The dental team includes four dentists, five dental nurses, one trainee dental nurse, three dental hygienists, three receptionists and a practice manager. The practice has six treatment rooms of which five are in use.

The practice had recently been joined by a second practice following extensive renovation work to the first floor of the building. We did not inspect this second practice on the day of our inspection.

The practice is owned by a company and as a condition of registration must have a person registered with the Care Quality Commission as the registered manager. Registered managers have legal responsibility for meeting the requirements in the Health and Social Care Act 2008 and associated regulations about how the practice is run. The registered manager at Alexandra Dental Practice is the practice manager.

On the day of our inspection we collected 19 CQC comment cards filled in by patients and obtained the views of five other patients.

During the inspection we spoke with two dentists, three dental nurses, one receptionist and the practice manager. Two support staff from head office were also in attendance at the inspection.

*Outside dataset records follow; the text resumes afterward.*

//! Set-top-box repair records

use super::field::{FieldValue, TableRow};
use super::Priority;
use chrono::NaiveDate;
use std::fmt;

pub const ISSUE_TYPES: [&str; 7] = [
    "No Signal",
    "No Power",
    "Decryption Failed",
    "Smart Card Failed",
    "HDMI/AV Problem",
    "Network",
    "Remote Button Problem",
];

pub const TECHNICIANS: [&str; 4] = ["Mike Johnson", "Sarah Lee", "John Smith", "Lisa Wong"];

/// STB is the set-top box itself, STP the platform unit.
#[derive(Debug, Clone, Copy, PartialEq, Eq)]
pub enum DeviceType {
    Stb,
    Stp,
}

impl DeviceType {
    pub fn name(&self) -> &'static str {
        match self {
            DeviceType::Stb => "STB",
            DeviceType::Stp => "STP",
        }
    }
}

impl fmt::Display for DeviceType {
    fn fmt(&self, f: &mut fmt::Formatter<'_>) -> fmt::Result {
        f.write_str(self.name())
    }
}

#[derive(Debug, Clone, Copy, PartialEq, Eq)]
pub enum RepairStatus {
    Pending,
    InProgress,
    Resolved,
}

impl RepairStatus {
    pub fn all() -> [RepairStatus; 3] {
        [
            RepairStatus::Pending,
            RepairStatus::InProgress,
            RepairStatus::Resolved,
        ]
    }

    pub fn name(&self) -> &'static str {
        match self {
            RepairStatus::Pending => "Pending",
            RepairStatus::InProgress => "In Progress",
            RepairStatus::Resolved => "Resolved",
        }
    }
}

impl fmt::Display for RepairStatus {
    fn fmt(&self, f: &mut fmt::Formatter<'_>) -> fmt::Result {
        f.write_str(self.name())
    }
}

#[derive(Debug, Clone)]
pub struct StbRepair {
    pub id: String,
    pub device_id: String,
    pub customer_name: String,
    pub contact_number: String,
    pub device_type: DeviceType,
    pub issue: String,
    pub status: RepairStatus,
    pub priority: Priority,
    pub technician: String,
    pub created_at: NaiveDate,
}

impl StbRepair {
    /// Ids run `REP001`, `REP002`, ...
    pub fn next_id(existing: &[StbRepair]) -> String {
        let max = existing
            .iter()
            .filter_map(|r| r.id.strip_prefix("REP"))
            .filter_map(|n| n.parse::<u32>().ok())
            .max()
            .unwrap_or(0);
        format!("REP{:03}", max + 1)
    }

    pub fn count_with_status(records: &[StbRepair], status: RepairStatus) -> usize {
        records.iter().filter(|r| r.status == status).count()
    }
}

impl TableRow for StbRepair {
    fn field(&self, key: &str) -> Option<FieldValue> {
        match key {
            "id" => Some(FieldValue::from(self.id.as_str())),
            "device_id" => Some(FieldValue::from(self.device_id.as_str())),
            "customer_name" => Some(FieldValue::from(self.customer_name.as_str())),
            "contact_number" => Some(FieldValue::from(self.contact_number.as_str())),
            "device_type" => Some(FieldValue::from(self.device_type.to_string())),
            "issue" => Some(FieldValue::from(self.issue.as_str())),
            "status" => Some(FieldValue::from(self.status.to_string())),
            "priority" => Some(FieldValue::from(self.priority.to_string())),
            "technician" => Some(FieldValue::from(self.technician.as_str())),
            "created_at" => Some(FieldValue::Date(self.created_at)),
            _ => None,
        }
    }
}
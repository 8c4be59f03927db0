//! User management view

use crate::components::form::{FormField, FormState};
use crate::components::table_view::{self, Column, TableController, TableOp};
use crate::model::user::{Role, User, DEPARTMENTS, DESIGNATIONS};
use crate::services::seed;
use ratatui::{layout::Rect, style::Color, Frame};

fn role_tint(text: &str) -> Color {
    match text {
        "admin" => Color::Magenta,
        "employee" => Color::Cyan,
        _ => Color::White,
    }
}

pub const COLUMNS: &[Column] = &[
    Column { key: "id", title: "ID", sortable: true, tint: None },
    Column { key: "name", title: "Name", sortable: true, tint: None },
    Column { key: "email", title: "Email", sortable: true, tint: None },
    Column { key: "role", title: "Role", sortable: true, tint: Some(role_tint) },
    Column { key: "department", title: "Department", sortable: true, tint: None },
    Column { key: "designation", title: "Designation", sortable: true, tint: None },
];

const SEARCH_FIELDS: &[&str] = &["name", "email"];

pub struct UsersView {
    pub records: Vec<User>,
    pub table: TableController,
}

impl UsersView {
    pub fn new(page_size: usize) -> Self {
        Self {
            records: seed::users(),
            table: TableController::new(COLUMNS, SEARCH_FIELDS, page_size),
        }
    }

    pub fn apply(&mut self, op: TableOp) {
        self.table.apply(op, &self.records);
    }

    pub fn selected(&self) -> Option<&User> {
        self.table.selected(&self.records)
    }

    pub fn add_form() -> FormState {
        FormState::new(
            "Add New User",
            vec![
                FormField::text("Name"),
                FormField::text("Email"),
                FormField::select("Role", &["employee", "admin", "user"]),
                FormField::select("Department", &DEPARTMENTS),
                FormField::select("Designation", &DESIGNATIONS),
            ],
        )
    }

    pub fn submit_form(&mut self, form: &FormState) {
        let role = match form.value("Role").as_str() {
            "admin" => Role::Admin,
            "user" => Role::User,
            _ => Role::Employee,
        };
        let next = self
            .records
            .iter()
            .filter_map(|u| u.id.strip_prefix("user-"))
            .filter_map(|n| n.parse::<u32>().ok())
            .max()
            .unwrap_or(0)
            + 1;

        self.records.push(User {
            id: format!("user-{}", next),
            name: form.value("Name"),
            email: form.value("Email"),
            role,
            department: form.value("Department"),
            designation: form.value("Designation"),
        });
    }

    pub fn filter_options() -> Vec<(String, String)> {
        let mut options: Vec<(String, String)> = Role::all()
            .iter()
            .map(|r| ("role".to_string(), r.to_string()))
            .collect();
        options.extend(
            DEPARTMENTS
                .iter()
                .map(|d| ("department".to_string(), d.to_string())),
        );
        options
    }

    pub fn draw(&self, frame: &mut Frame, area: Rect) {
        table_view::render(frame, area, &self.table, &self.records, "Users");
    }
}

#[cfg(test)]
mod tests {
    use super::*;

    #[test]
    fn test_new_user_gets_the_next_id() {
        let mut view = UsersView::new(15);
        let mut form = UsersView::add_form();
        form.input('Z');
        form.next_field();
        form.input('z');
        assert!(form.validate());

        view.submit_form(&form);
        let user = view.records.last().unwrap();
        assert_eq!(user.id, "user-41");
        assert_eq!(user.role, Role::Employee);
    }
}
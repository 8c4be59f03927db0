//! Page-size picker
//!
//! Single-choice list over the offered page sizes; the size in effect is
//! marked.

use crate::action::Action;
use crate::component::Component;
use crate::components::layout::centered_popup;
use crate::query::PAGE_SIZE_CHOICES;
use anyhow::Result;
use crossterm::event::{KeyCode, KeyEvent};
use ratatui::{
    layout::Rect,
    style::{Color, Modifier, Style},
    text::{Line, Span},
    widgets::{Block, Borders, Clear, List, ListItem, ListState},
    Frame,
};

pub struct PageSizeDialog {
    pub current: usize,
    pub selected_index: usize,
    pub list_state: ListState,
}

impl Default for PageSizeDialog {
    fn default() -> Self {
        Self::new()
    }
}

impl PageSizeDialog {
    pub fn new() -> Self {
        let mut list_state = ListState::default();
        list_state.select(Some(0));
        Self {
            current: PAGE_SIZE_CHOICES[0],
            selected_index: 0,
            list_state,
        }
    }

    pub fn set_current(&mut self, current: usize) {
        self.current = current;
        self.selected_index = PAGE_SIZE_CHOICES
            .iter()
            .position(|&s| s == current)
            .unwrap_or(0);
        self.list_state.select(Some(self.selected_index));
    }

    pub fn get_selected(&self) -> usize {
        PAGE_SIZE_CHOICES
            .get(self.selected_index)
            .copied()
            .unwrap_or(PAGE_SIZE_CHOICES[0])
    }

    fn select_next(&mut self) {
        if self.selected_index + 1 < PAGE_SIZE_CHOICES.len() {
            self.selected_index += 1;
            self.list_state.select(Some(self.selected_index));
        }
    }

    fn select_prev(&mut self) {
        if self.selected_index > 0 {
            self.selected_index -= 1;
            self.list_state.select(Some(self.selected_index));
        }
    }
}

impl Component for PageSizeDialog {
    fn handle_key_event(&mut self, key: KeyEvent) -> Result<Option<Action>> {
        let action = match key.code {
            KeyCode::Esc | KeyCode::Char('s') => Some(Action::CloseModal),
            KeyCode::Enter => Some(Action::SetPageSize(self.get_selected())),
            KeyCode::Up | KeyCode::Char('k') => {
                self.select_prev();
                Some(Action::ModalUp)
            }
            KeyCode::Down | KeyCode::Char('j') => {
                self.select_next();
                Some(Action::ModalDown)
            }
            _ => None,
        };
        Ok(action)
    }

    fn draw(&mut self, frame: &mut Frame, area: Rect) -> Result<()> {
        let popup_area = centered_popup(area, 30, PAGE_SIZE_CHOICES.len() as u16 + 4);
        frame.render_widget(Clear, popup_area);

        let items: Vec<ListItem> = PAGE_SIZE_CHOICES
            .iter()
            .map(|&size| {
                let active = size == self.current;
                ListItem::new(Line::from(vec![
                    Span::styled(
                        if active { "● " } else { "  " },
                        Style::default().fg(Color::Green),
                    ),
                    Span::styled(
                        format!("{} entries", size),
                        if active {
                            Style::default()
                                .fg(Color::Cyan)
                                .add_modifier(Modifier::BOLD)
                        } else {
                            Style::default().fg(Color::White)
                        },
                    ),
                ]))
            })
            .collect();

        let list = List::new(items)
            .block(
                Block::default()
                    .borders(Borders::ALL)
                    .title(" Rows per Page ")
                    .title_style(
                        Style::default()
                            .fg(Color::Magenta)
                            .add_modifier(Modifier::BOLD),
                    )
                    .border_style(Style::default().fg(Color::DarkGray)),
            )
            .highlight_style(
                Style::default()
                    .bg(Color::Blue)
                    .fg(Color::White)
                    .add_modifier(Modifier::BOLD),
            )
            .highlight_symbol("▶ ");

        frame.render_stateful_widget(list, popup_area, &mut self.list_state);
        Ok(())
    }
}

#[cfg(test)]
mod tests {
    use super::*;

    #[test]
    fn test_selection_starts_on_the_size_in_effect() {
        let mut dialog = PageSizeDialog::new();
        dialog.set_current(50);
        assert_eq!(dialog.get_selected(), 50);

        dialog.select_next();
        assert_eq!(dialog.get_selected(), 100);
        dialog.select_next();
        assert_eq!(dialog.get_selected(), 100);
    }
}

We looked at practice policies and procedures and other records about how the service is managed.

The practice is open:

  • Monday 7.00am to 5.00pm
  • Tuesday 7.00am to 5.00pm
  • Wednesday 8.00am to 5.00pm
  • Thursday 7.00am to 5.00pm
  • Friday 7.00pm to 2.00pm

Our key findings were:

  • The practice appeared clean and well maintained.
  • The practice had infection control decontamination procedures which reflected published guidance but improvements were needed.
  • Staff knew how to deal with medical emergencies
  • The practice had systems to help them manage risk but did not operate these effectively.
  • The practice had suitable safeguarding processes and staff knew their responsibilities for safeguarding adults and children but training required improvement.
  • Improvements were needed to staff recruitment procedures.
  • The practice did not ask for patient feedback about the services they provided.
  • The practice was providing preventive care and supporting patients to ensure better oral health.
  • The appointment system met patients’ needs.
  • The management of staff training was not effective.
  • Staff felt involved, supported and worked well as a team.
  • The management of significant event and complaints was not effective.
  • The practice had suitable information governance arrangements.
  • The practice did not have effective clinical and management leadership or a culture of continuous improvement.
  • We have been provided evidence to confirm all but one of the shortfalls identified have been addressed. The area outstanding is effective staff recruitment processes.

There were areas where the provider could make improvements. They should:

  • Review the practice's recruitment procedures to ensure appropriate checks are completed prior to new staff commencing employment at the practice.